Task: Each line holding the word "filename" must appear in the answer, copied from the entries.

Dataset excerpts:

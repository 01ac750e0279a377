use std::sync::Arc;

use tracing::{Level, info};

use blog_catalog::config::AppConfig;
use blog_catalog::identity::{IdentityVerifier, JwtVerifier};
use blog_catalog::seed::SeedData;
use blog_catalog::state::AppState;
use blog_catalog::store::{PgRecordStore, RecordStore};
use blog_catalog::{build_router, database, seed};

#[tokio::main]
async fn main() -> anyhow::Result<()> {
    tracing_subscriber::fmt().with_max_level(Level::INFO).init();

    let config = AppConfig::load()?;

    let db = database::init_db(&config.database.url).await?;
    let store: Arc<dyn RecordStore> = Arc::new(PgRecordStore::new(db));

    if let Some(path) = &config.seed_file {
        let data = SeedData::from_file(path)?;
        seed::apply(store.as_ref(), &data).await?;
    }

    let verifier: Arc<dyn IdentityVerifier> = Arc::new(JwtVerifier::new(&config.auth.jwt_secret));

    let addr = format!("{}:{}", config.server.host, config.server.port);
    let state = AppState {
        store,
        verifier,
        config,
    };

    let app = build_router(state);

    let listener = tokio::net::TcpListener::bind(&addr).await?;
    info!("Server running at http://{}", addr);

    axum::serve(listener, app).await?;

    Ok(())
}
mod blogs;
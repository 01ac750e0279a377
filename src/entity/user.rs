use sea_orm::entity::prelude::*;
use serde::{Deserialize, Serialize};

#[sea_orm::model]
#[derive(Clone, Debug, PartialEq, Eq, DeriveEntityModel, Serialize, Deserialize)]
#[sea_orm(table_name = "user")]
pub struct Model {
    #[sea_orm(primary_key, auto_increment = false)]
    pub id: Uuid,

    #[sea_orm(unique)]
    pub username: String,
    pub name: String,

    /// Owned blog ids in creation order. Appended on blog creation; stale
    /// entries are left behind when a blog is deleted.
    pub blog_ids: Vec<String>,

    #[sea_orm(has_many)]
    pub blogs: HasMany<super::blog::Entity>,

    pub created_at: DateTimeUtc,
}

impl ActiveModelBehavior for ActiveModel {}
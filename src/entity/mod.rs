pub mod blog;
pub mod user;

Task result:
filename src/entity/user.rs
filename src/entity/mod.rs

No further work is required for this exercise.